▶ **Records for this exercise**:
impl WireEmail {
    fn into_summary(self) -> EmailSummary {
        EmailSummary {
            id: self.id,
            thread_id: self.thread_id,
            received_at: self.received_at,
            from: addresses(self.from),
            subject: self.subject,
            preview: self.preview,
            keywords: set_members(self.keywords),
            mailbox_ids: set_members(self.mailbox_ids),
            has_attachment: self.has_attachment,
        }
    }

    fn into_detail(mut self, body_max_chars: usize) -> EmailDetail {
        let mut truncated = false;
        let parts: Vec<String> = self
            .text_body
            .take()
            .unwrap_or_default()
            .into_iter()
            .filter_map(|part| part.part_id)
            .filter_map(|id| self.body_values.remove(&id))
            .map(|value| {
                truncated |= value.is_truncated;
                value.value
            })
            .collect();
        let body_text = if parts.is_empty() {
            None
        } else {
            let joined = parts.join("\n");
            if joined.chars().count() > body_max_chars {
                truncated = true;
            }
            Some(truncate_chars(joined, body_max_chars))
        };
        EmailDetail {
            id: self.id,
            thread_id: self.thread_id,
            received_at: self.received_at,
            from: addresses(self.from),
            to: addresses(self.to),
            cc: addresses(self.cc),
            subject: self.subject,
            keywords: set_members(self.keywords),
            mailbox_ids: set_members(self.mailbox_ids),
            has_attachment: self.has_attachment,
            body_text,
            body_truncated: truncated,
        }
    }
}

▶ **Assignment**: Copy out the data shown above without altering anything.

▶ **Answer box**:
impl WireEmail {
    fn into_summary(self) -> EmailSummary {
        EmailSummary {
            id: self.id,
            thread_id: self.thread_id,
            received_at: self.received_at,
            from: addresses(self.from),
            subject: self.subject,
            preview: self.preview,
            keywords: set_members(self.keywords),
            mailbox_ids: set_members(self.mailbox_ids),
            has_attachment: self.has_attachment,
        }
    }

    fn into_detail(mut self, body_max_chars: usize) -> EmailDetail {
        let mut truncated = false;
        let parts: Vec<String> = self
            .text_body
            .take()
            .unwrap_or_default()
            .into_iter()
            .filter_map(|part| part.part_id)
            .filter_map(|id| self.body_values.remove(&id))
            .map(|value| {
                truncated |= value.is_truncated;
                value.value
            })
            .collect();
        let body_text = if parts.is_empty() {
            None
        } else {
            let joined = parts.join("\n");
            if joined.chars().count() > body_max_chars {
                truncated = true;
            }
            Some(truncate_chars(joined, body_max_chars))
        };
        EmailDetail {
            id: self.id,
            thread_id: self.thread_id,
            received_at: self.received_at,
            from: addresses(self.from),
            to: addresses(self.to),
            cc: addresses(self.cc),
            subject: self.subject,
            keywords: set_members(self.keywords),
            mailbox_ids: set_members(self.mailbox_ids),
            has_attachment: self.has_attachment,
            body_text,
            body_truncated: truncated,
        }
    }
}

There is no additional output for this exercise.